This courses ended December 16, 2010

Math 130: Calculus I


      Department of Mathematics and Computer Science
      Hobart and William Smith Colleges

      Fall, 2010.

      Instructor:  David J. Eck  (eck@hws.edu)

      Monday, Wednesday, Friday, 12:20 -- 1:55 PM, Room Napier 101.
      Lab: Tuesday, 1:30 -- 2:55, Room Gulick 206A.

      Course Handout:  http://math.hws.edu/eck/courses/math130_f10.html
      

Study Table

Selena Sha, our lab TA, will hold a study table once a week for the rest of the semester, under the auspices of the Center for Teaching and Learning. The tables will be Tuesday evenings from 8:30 to 10:00.

You must sign up for the table in advance, no later than three hours before the meeting, using CTL's TutorTrac web site.

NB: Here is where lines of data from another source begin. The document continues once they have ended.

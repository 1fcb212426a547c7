//! Plain-text rendering of client view-models for the terminal.
//!
//! Every function here is pure: it takes state the client crate already
//! computed and returns the text to print.

#[cfg(test)]
#[path = "render_test.rs"]
mod render_test;

use client::SessionState;
use client::components::navbar::{self, SOCIAL_LINKS};
use client::net::types::{Booking, ContactMessage, Donor, GalleryItem, MediaType};
use client::pages::admin::empty_message;
use client::pages::gallery::{GalleryCard, GalleryView};
use client::pages::site::{self, Section, TeamGroup, TeamMember};
use client::state::dashboard::{AdminTab, DashboardState, RECENT_LIMIT, Slot};
use client::util::guard::Route;

/// Static pages the CLI can print.
#[derive(Clone, Copy, Debug, PartialEq, Eq, clap::ValueEnum)]
pub enum SitePage {
    Home,
    About,
    Team,
    Stories,
}

impl SitePage {
    pub fn route(self) -> Route {
        match self {
            Self::Home => Route::Home,
            Self::About => Route::About,
            Self::Team => Route::Team,
            Self::Stories => Route::Stories,
        }
    }
}

// =============================================================================
// CHROME
// =============================================================================

/// One-line navbar with the active link in brackets.
pub fn navbar(state: SessionState, current: Route) -> String {
    let links: Vec<String> = navbar::nav_links(state, current)
        .into_iter()
        .map(|link| if link.active { format!("[{}]", link.label) } else { link.label.to_owned() })
        .collect();
    format!("{} | ({})", links.join(" | "), navbar::nav_action(state).label())
}

fn section_lines(lines: &mut Vec<String>, heading: &str, items: &[Section]) {
    lines.push(String::new());
    lines.push(heading.to_owned());
    lines.extend(items.iter().map(|item| format!("  * {}: {}", item.title, item.body)));
}

fn member_line(member: &TeamMember) -> String {
    if member.bio.is_empty() {
        format!("  * {} ({})", member.name, member.title)
    } else {
        format!("  * {} ({}): {}", member.name, member.title, member.bio)
    }
}

// =============================================================================
// SITE PAGES
// =============================================================================

pub fn site_page(page: SitePage, state: SessionState) -> String {
    let mut lines = vec![navbar(state, page.route()), String::new()];
    match page {
        SitePage::Home => {
            lines.push(site::ORGANIZATION.to_owned());
            lines.push(site::TAGLINE.to_owned());
            section_lines(&mut lines, "Programs", &site::PROGRAMS);
            section_lines(&mut lines, "Projects", &site::PROJECTS);
        }
        SitePage::About => {
            lines.push(format!("About {}", site::ORGANIZATION));
            section_lines(&mut lines, "Who we are", &site::ABOUT);
        }
        SitePage::Team => {
            for group in TeamGroup::ALL {
                lines.push(group.heading().to_owned());
                lines.extend(group.members().iter().map(member_line));
            }
        }
        SitePage::Stories => {
            for story in &site::STORIES {
                lines.push(story.name.to_owned());
                lines.push(format!("  {}", story.story));
                lines.push(format!("  \"{}\"", story.impact));
            }
        }
    }
    lines.push(String::new());
    lines.extend(SOCIAL_LINKS.iter().map(|(name, url)| format!("{name}: {url}")));
    lines.join("\n")
}

// =============================================================================
// GALLERY
// =============================================================================

fn media_label(media_type: MediaType) -> &'static str {
    match media_type {
        MediaType::Image => "image",
        MediaType::Video => "video",
    }
}

fn card_line(card: &GalleryCard) -> String {
    let line = format!("{} [{}] {}", card.title, media_label(card.media_type), card.url);
    if card.caption.is_empty() { line } else { format!("{line}\n    {}", card.caption) }
}

pub fn gallery(view: &GalleryView) -> String {
    match view {
        GalleryView::Loaded(cards) => cards.iter().map(card_line).collect::<Vec<_>>().join("\n"),
        other => other.message().unwrap_or_default().to_owned(),
    }
}

// =============================================================================
// ADMIN DASHBOARD
// =============================================================================

pub fn booking_line(booking: &Booking) -> String {
    format!(
        "{}  {} <{}>  {} on {} at {} for {}h  [{}]",
        booking.id,
        booking.name,
        booking.email,
        booking.category,
        booking.date,
        booking.time,
        booking.duration,
        booking.status
    )
}

fn contact_line(contact: &ContactMessage) -> String {
    format!("{} <{}>  {}\n    {}", contact.name, contact.email, contact.subject, contact.message)
}

fn donor_line(donor: &Donor) -> String {
    let email = donor.email.as_deref().unwrap_or("anonymous");
    match donor.created_at {
        Some(at) => format!("{email}  {}  {}", donor.amount, at.format("%Y-%m-%d")),
        None => format!("{email}  {}", donor.amount),
    }
}

fn media_line(item: &GalleryItem) -> String {
    format!("{}  {} [{}] {}", item.id, item.title, media_label(item.media_type), item.media_url)
}

/// Lines for one slot. `items` may be a prefix of the slot's contents.
fn slot_lines<T>(slot: &Slot<T>, items: &[T], empty: &str, line: impl Fn(&T) -> String) -> Vec<String> {
    match slot {
        Slot::Loading => vec!["Loading...".to_owned()],
        Slot::Failed(message) => vec![message.clone()],
        Slot::Ready(_) if items.is_empty() => vec![empty.to_owned()],
        Slot::Ready(_) => items.iter().map(|item| format!("  {}", line(item))).collect(),
    }
}

pub fn dashboard(state: &DashboardState) -> String {
    let mut lines = vec![format!("Admin Dashboard: {}", state.tab.label()), String::new()];
    if let Some(notice) = &state.notice {
        lines.push(notice.clone());
        lines.push(String::new());
    }
    let body = match state.tab {
        AdminTab::Overview => {
            let stats = state.stats();
            let mut body = vec![
                format!("Total bookings:  {}", stats.total_bookings),
                format!("Pending:         {}", stats.pending_bookings),
                format!("Messages:        {}", stats.total_contacts),
                format!("Donations:       {} from {} donors", stats.total_donations, stats.total_donors),
                format!("Gallery items:   {}", stats.gallery_items),
                String::new(),
                "Recent bookings".to_owned(),
            ];
            let recent = state.recent_bookings(RECENT_LIMIT);
            body.extend(slot_lines(&state.bookings, recent, empty_message(AdminTab::Overview), booking_line));
            body.push(String::new());
            body.push("Recent donations".to_owned());
            let recent = state.recent_donations(RECENT_LIMIT);
            body.extend(slot_lines(&state.donors, recent, empty_message(AdminTab::Donors), donor_line));
            body
        }
        AdminTab::Bookings => {
            slot_lines(&state.bookings, state.bookings.items(), empty_message(state.tab), booking_line)
        }
        AdminTab::Contacts => {
            slot_lines(&state.contacts, state.contacts.items(), empty_message(state.tab), contact_line)
        }
        AdminTab::Donors => slot_lines(&state.donors, state.donors.items(), empty_message(state.tab), donor_line),
        AdminTab::Gallery => slot_lines(&state.gallery, state.gallery.items(), empty_message(state.tab), media_line),
    };
    lines.extend(body);
    lines.join("\n")
}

Here are some

Instructions for making appointments using TutorTrac

and here is

A direct link to the TutorTrac web site


Homework
Due September 8 Due September 15 Due September 22
Due October 6 Due October 15 Due October 20
Due November 3 Due November 10 Due November 17
Due December 1 Due December 8  
Labs
August 31 September 7 September 14
September 21
and Part 2
September 18 October 5
October 19 October 26 November 2
November 9 November 16 November 23
November 30 December 7  

Fifteenth Week and End Of Term: December 6, 8, 10

The final exam for this course is scheduled for Thursday, December 16, from 8:30 to 11:30 AM in our usual classroom. An information sheet about the final exam is available. You can also review the information sheets from the first test, the second test, and the third test.

The reading for the last week of the semester is Section 4.8. This section introduces antiderivatives and definite integrals and covers some of their very basic properties. Integrals are the major focus of Calculus II. Section 4.8 also introduces simple differential equations and initial value problems that can be solved using antiderivatives.

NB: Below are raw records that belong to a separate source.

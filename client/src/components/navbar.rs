//! Site navigation bar.
//!
//! SYSTEM CONTEXT
//! ==============
//! The bar re-renders on every session transition. Public links are always
//! present; the Admin link and the Logout action appear only while a token is
//! stored, otherwise the call to action is Donate.

#[cfg(test)]
#[path = "navbar_test.rs"]
mod navbar_test;

use crate::state::session::SessionState;
use crate::util::guard::Route;

/// Public links, in display order.
const PUBLIC_LINKS: [Route; 7] =
    [Route::Home, Route::About, Route::Book, Route::Team, Route::Gallery, Route::Stories, Route::Contact];

pub const SOCIAL_LINKS: [(&str, &str); 5] = [
    ("Facebook", "https://www.facebook.com/share/16CApxXZsK/?mibextid=wwXIfr"),
    ("TikTok", "https://www.tiktok.com/@reliance_melody?lang=en"),
    ("LinkedIn", "https://www.linkedin.com/in/borauzima-adelard-a6875b2ab"),
    ("Instagram", "https://www.instagram.com/reliance_initiative/"),
    ("Email", "mailto:info@reliancesoulfdn.org"),
];

#[derive(Clone, Copy, Debug, PartialEq, Eq)]
pub struct NavLink {
    pub route: Route,
    pub label: &'static str,
    pub active: bool,
}

/// Right-hand action button.
#[derive(Clone, Copy, Debug, PartialEq, Eq)]
pub enum NavAction {
    Donate,
    Logout,
}

impl NavAction {
    pub fn label(self) -> &'static str {
        match self {
            Self::Donate => "Donate",
            Self::Logout => "Logout",
        }
    }
}

fn link_label(route: Route) -> &'static str {
    match route {
        Route::Admin => "Admin",
        other => other.title(),
    }
}

/// Links to show for `state`, marking the one matching `current`.
pub fn nav_links(state: SessionState, current: Route) -> Vec<NavLink> {
    let admin = (state == SessionState::Authenticated).then_some(Route::Admin);
    PUBLIC_LINKS
        .into_iter()
        .chain(admin)
        .map(|route| NavLink { route, label: link_label(route), active: route == current })
        .collect()
}

pub fn nav_action(state: SessionState) -> NavAction {
    match state {
        SessionState::Authenticated => NavAction::Logout,
        SessionState::Anonymous => NavAction::Donate,
    }
}

/// Where the action button leads. Logout returns home after clearing the
/// session.
pub fn action_target(action: NavAction) -> Route {
    match action {
        NavAction::Donate => Route::Donate,
        NavAction::Logout => Route::Home,
    }
}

Fourteenth Week: November 29; December 1 and 3

The reading for the week is Sections 4.6 and 4.7, which cover the Mean Value Theorem and L'Hopital's Rule. We will go throught the proof of the Mean Value Theorem and some of its consequences. We have already taken some of these consequences and being "obvious," and you should try to appreciate why mathematicians feel the need to prove things that seem obvious. L'Hopital's Rule is a technique that can be applied to evaluate many limits that would be very difficult without it.

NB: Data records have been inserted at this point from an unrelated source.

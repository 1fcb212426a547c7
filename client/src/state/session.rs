//! Session store for the admin token.
//!
//! SYSTEM CONTEXT
//! ==============
//! The HTTP wrapper reads the token on every request and clears it on 401;
//! login and logout set and clear it; the route guard and navbar observe the
//! derived [`SessionState`] through [`SessionStore::subscribe`].
//!
//! DESIGN
//! ======
//! State is keyed solely by presence of a non-empty token. Validity and
//! expiry are never checked locally; the backend rejecting a request is the
//! only signal. Every mutation updates memory, persistent storage, and the
//! watch channel under one lock so observers never see a token/state mismatch.

#[cfg(test)]
#[path = "session_test.rs"]
mod session_test;

use std::fmt;
use std::io::Write as _;
use std::path::{Path, PathBuf};
use std::sync::{Arc, Mutex, PoisonError, RwLock};

use tokio::sync::watch;

/// Fixed key the token is persisted under.
pub const TOKEN_KEY: &str = "token";

/// Derived session state.
#[derive(Clone, Copy, Debug, Default, PartialEq, Eq)]
pub enum SessionState {
    #[default]
    Anonymous,
    Authenticated,
}

impl SessionState {
    fn for_token(token: Option<&str>) -> Self {
        if token.is_some_and(|t| !t.trim().is_empty()) { Self::Authenticated } else { Self::Anonymous }
    }
}

/// Errors from the persistent token store.
#[derive(Debug, thiserror::Error)]
pub enum SessionError {
    #[error("token store I/O failed at {path}: {source}")]
    Io {
        path: PathBuf,
        #[source]
        source: std::io::Error,
    },
}

// =============================================================================
// TOKEN STORAGE
// =============================================================================

/// Persistent storage for the session token.
pub trait TokenStore: Send + Sync {
    /// Load the stored token, if any.
    ///
    /// # Errors
    ///
    /// Returns an error if the backing store cannot be read.
    fn load(&self) -> Result<Option<String>, SessionError>;

    /// Persist `token`, replacing any previous value.
    ///
    /// # Errors
    ///
    /// Returns an error if the backing store cannot be written.
    fn save(&self, token: &str) -> Result<(), SessionError>;

    /// Remove the stored token. Removing an absent token is not an error.
    ///
    /// # Errors
    ///
    /// Returns an error if the backing store cannot be modified.
    fn remove(&self) -> Result<(), SessionError>;
}

/// Token persisted as a file named [`TOKEN_KEY`] inside a state directory.
#[derive(Debug, Clone)]
pub struct FileTokenStore {
    path: PathBuf,
}

impl FileTokenStore {
    pub fn new(state_dir: &Path) -> Self {
        Self { path: state_dir.join(TOKEN_KEY) }
    }

    pub fn path(&self) -> &Path {
        &self.path
    }

    fn io_error(&self, source: std::io::Error) -> SessionError {
        SessionError::Io { path: self.path.clone(), source }
    }
}

impl TokenStore for FileTokenStore {
    fn load(&self) -> Result<Option<String>, SessionError> {
        match std::fs::read_to_string(&self.path) {
            Ok(raw) => {
                let token = raw.trim();
                Ok((!token.is_empty()).then(|| token.to_owned()))
            }
            Err(e) if e.kind() == std::io::ErrorKind::NotFound => Ok(None),
            Err(e) => Err(self.io_error(e)),
        }
    }

    fn save(&self, token: &str) -> Result<(), SessionError> {
        if let Some(parent) = self.path.parent() {
            std::fs::create_dir_all(parent).map_err(|e| self.io_error(e))?;
        }
        let mut options = std::fs::OpenOptions::new();
        options.write(true).create(true).truncate(true);
        #[cfg(unix)]
        {
            use std::os::unix::fs::OpenOptionsExt;
            options.mode(0o600);
        }
        let mut file = options.open(&self.path).map_err(|e| self.io_error(e))?;
        // `mode` only applies on creation; tighten a file left by an older run.
        #[cfg(unix)]
        {
            use std::os::unix::fs::PermissionsExt;
            file.set_permissions(std::fs::Permissions::from_mode(0o600)).map_err(|e| self.io_error(e))?;
        }
        file.write_all(token.as_bytes()).map_err(|e| self.io_error(e))
    }

    fn remove(&self) -> Result<(), SessionError> {
        match std::fs::remove_file(&self.path) {
            Ok(()) => Ok(()),
            Err(e) if e.kind() == std::io::ErrorKind::NotFound => Ok(()),
            Err(e) => Err(self.io_error(e)),
        }
    }
}

/// In-process token storage that does not survive restarts.
#[derive(Debug, Default)]
pub struct MemoryTokenStore {
    token: Mutex<Option<String>>,
}

impl MemoryTokenStore {
    pub fn with_token(token: &str) -> Self {
        Self { token: Mutex::new(Some(token.to_owned())) }
    }
}

impl TokenStore for MemoryTokenStore {
    fn load(&self) -> Result<Option<String>, SessionError> {
        Ok(self.token.lock().unwrap_or_else(PoisonError::into_inner).clone())
    }

    fn save(&self, token: &str) -> Result<(), SessionError> {
        *self.token.lock().unwrap_or_else(PoisonError::into_inner) = Some(token.to_owned());
        Ok(())
    }

    fn remove(&self) -> Result<(), SessionError> {
        *self.token.lock().unwrap_or_else(PoisonError::into_inner) = None;
        Ok(())
    }
}

// =============================================================================
// SESSION STORE
// =============================================================================

/// Shared session context. Cloning shares the same underlying session.
#[derive(Clone)]
pub struct SessionStore {
    inner: Arc<SessionInner>,
}

struct SessionInner {
    token: RwLock<Option<String>>,
    store: Box<dyn TokenStore>,
    state_tx: watch::Sender<SessionState>,
}

impl SessionStore {
    /// Open a session backed by `store`, restoring any persisted token.
    ///
    /// # Errors
    ///
    /// Returns an error if the persisted token cannot be read.
    pub fn open(store: impl TokenStore + 'static) -> Result<Self, SessionError> {
        let token = store.load()?.filter(|t| !t.trim().is_empty());
        let state = SessionState::for_token(token.as_deref());
        let (state_tx, _) = watch::channel(state);
        tracing::debug!(?state, "session restored");
        Ok(Self {
            inner: Arc::new(SessionInner { token: RwLock::new(token), store: Box::new(store), state_tx }),
        })
    }

    /// Session backed by memory only, starting anonymous.
    pub fn in_memory() -> Self {
        let (state_tx, _) = watch::channel(SessionState::Anonymous);
        Self {
            inner: Arc::new(SessionInner {
                token: RwLock::new(None),
                store: Box::new(MemoryTokenStore::default()),
                state_tx,
            }),
        }
    }

    /// Current token, if authenticated.
    pub fn token(&self) -> Option<String> {
        self.inner.token.read().unwrap_or_else(PoisonError::into_inner).clone()
    }

    pub fn state(&self) -> SessionState {
        *self.inner.state_tx.borrow()
    }

    pub fn is_authenticated(&self) -> bool {
        self.state() == SessionState::Authenticated
    }

    /// Store `token` and move to [`SessionState::Authenticated`].
    ///
    /// A blank token is treated as a logout.
    ///
    /// # Errors
    ///
    /// Returns an error if the token cannot be persisted; the session is left
    /// unchanged in that case.
    pub fn set(&self, token: &str) -> Result<(), SessionError> {
        let token = token.trim();
        if token.is_empty() {
            return self.clear().map(|_| ());
        }

        let mut slot = self.inner.token.write().unwrap_or_else(PoisonError::into_inner);
        self.inner.store.save(token)?;
        *slot = Some(token.to_owned());
        let changed = self.inner.state_tx.send_if_modified(|state| {
            let was = *state;
            *state = SessionState::Authenticated;
            was != SessionState::Authenticated
        });
        if changed {
            tracing::info!("session authenticated");
        }
        Ok(())
    }

    /// Drop the token and move to [`SessionState::Anonymous`].
    ///
    /// Returns `true` only for the call that actually ended the session, so
    /// concurrent clears produce a single transition.
    ///
    /// If the stored token cannot be removed, removal is tried once more and
    /// then the stored value is overwritten with an empty token, which
    /// [`SessionStore::open`] restores as anonymous.
    ///
    /// # Errors
    ///
    /// Returns the removal error if the token could not be removed. The
    /// in-memory session is cleared regardless.
    pub fn clear(&self) -> Result<bool, SessionError> {
        let mut slot = self.inner.token.write().unwrap_or_else(PoisonError::into_inner);
        if slot.take().is_none() {
            return Ok(false);
        }
        self.inner.state_tx.send_if_modified(|state| {
            let was = *state;
            *state = SessionState::Anonymous;
            was != SessionState::Anonymous
        });
        let removed = self.remove_persisted();
        drop(slot);

        tracing::info!("session cleared");
        removed.map(|()| true)
    }

    fn remove_persisted(&self) -> Result<(), SessionError> {
        let store = &self.inner.store;
        let Err(first) = store.remove() else {
            return Ok(());
        };
        tracing::warn!(error = %first, "token removal failed; retrying");
        if store.remove().is_ok() {
            return Ok(());
        }
        if let Err(e) = store.save("") {
            tracing::error!(error = %e, "stored token could not be blanked");
        }
        Err(first)
    }

    /// Observe state transitions without polling.
    pub fn subscribe(&self) -> watch::Receiver<SessionState> {
        self.inner.state_tx.subscribe()
    }
}

impl fmt::Debug for SessionStore {
    fn fmt(&self, f: &mut fmt::Formatter<'_>) -> fmt::Result {
        f.debug_struct("SessionStore").field("state", &self.state()).finish_non_exhaustive()
    }
}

Twelfth and Thiteenth Weeks: November 15, 17, 19, and 22

With the test on Friday, November 19, we will not be getting much new material done in the week of November 15. However, we will be working on Section 4.4 (max/min word problems). We will continue with max/min problems on Monday, November 22. Note that we will skip Section 4.5.

There is no class on November 24 or 26 because of Thanksgiving break.

Have a greate Thanksgiving!


Eleventh Week: November 8, 10, 12

By the end of the week, we will be done with Chapter 4, Sections 1, 2, and 3. These sections cover the first and second derivatives and their meanings. Concepts include increasing and decreasing functions, concavity, local and absolute maxima and minima, and inflection points.

There is a quiz on Friday on Sections 4.1 and 4.2. There is a test coming up Friday of next week. An information sheet for the test is available.


Tenth Week: November 1, 3, 5

We will work on related rates, Section 3.10, for two classes this week. On Friday, we begin Chapter 4 by looking at critcal points, maximum ponts, minimum points, and inflection points of functions (Section 4.1).

The quiz on Friday will be on Sections 3.9 and 3.10.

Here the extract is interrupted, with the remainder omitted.